Saya hanya ingin berbagi sedikit cerita tentang satu buku yang baru-baru ini saya baca bertajuk The Ministry of Utmost Happiness karya Arundhati Roy. Jika Anda penggemar sastra, pasti tau kalau Arundhati Roy terkenal lewat karyanya The God of Small Things yang diterbitkan tahun 1997. Ia membutuhkan waktu 20 tahun, yakni 2017, sebelum mengeluarkan masterpiece barunya The Ministry of Utmost Happiness. 

Jelas saya amat bersemangat membacanya. Lalu saya buka bab pertama, dan tidak bisa melanjutkan karena begitu menghentak pikiran.
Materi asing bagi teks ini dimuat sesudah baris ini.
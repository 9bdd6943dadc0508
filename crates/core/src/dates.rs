//! Date helpers shared by spec parsing, templating and query generation.

use chrono::{DateTime, NaiveDate, TimeZone, Utc};

use crate::error::ParseError;

pub const DATE_FORMAT: &str = "%Y-%m-%d";

/// Parse `YYYY-MM-DD` into a UTC midnight timestamp.
pub fn parse_date(key: &str, value: &str) -> Result<DateTime<Utc>, ParseError> {
    NaiveDate::parse_from_str(value.trim(), DATE_FORMAT)
        .ok()
        .and_then(|d| d.and_hms_opt(0, 0, 0))
        .map(|dt| Utc.from_utc_datetime(&dt))
        .ok_or_else(|| ParseError::InvalidDate {
            key: key.to_string(),
            value: value.to_string(),
        })
}

pub fn format_date(date: &DateTime<Utc>) -> String {
    date.format(DATE_FORMAT).to_string()
}

/// Truncate a timestamp to midnight UTC.
pub fn start_of_day(date: &DateTime<Utc>) -> DateTime<Utc> {
    let naive = date.date_naive().and_hms_opt(0, 0, 0).unwrap_or_default();
    Utc.from_utc_datetime(&naive)
}

pub fn from_unix_millis(millis: i64) -> Option<DateTime<Utc>> {
    Utc.timestamp_millis_opt(millis).single()
}

pub fn from_unix_seconds(secs: i64) -> Option<DateTime<Utc>> {
    Utc.timestamp_opt(secs, 0).single()
}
Bab itu berjudul Where do Old Birds Go To Die?

Diceritakan tentang perbincangan antara seorang yang beragama Hindu dan Islam. Kedua agama ini memiliki kepercayaan yang berbeda tentang cara menguburkan seseorang yang telah berpulang. Di Islam ada prosesi memandikan jenazah, didoakan lalu dikuburkan dengan penuh hormat. Di Hindu ada proses memberi penghormatan terakhir pada jenazah sebelum akhirnya dikremasi. Sungguh berbeda. Itu baru dua kepercayaan. Belum lagi kalau kita harus membahas semua adat dan budaya yang ada di seluruh dunia.

Tapi kalimat selanjutnya membuat saya amat kagum. 

"Where do old birds go to die? Do they fall on us like stones from the sky? Do we stumble on their bodies in the streets? Do you not think that the All-Seeing, Almighty One who put us on this Earth has made proper arrangements to take us away?"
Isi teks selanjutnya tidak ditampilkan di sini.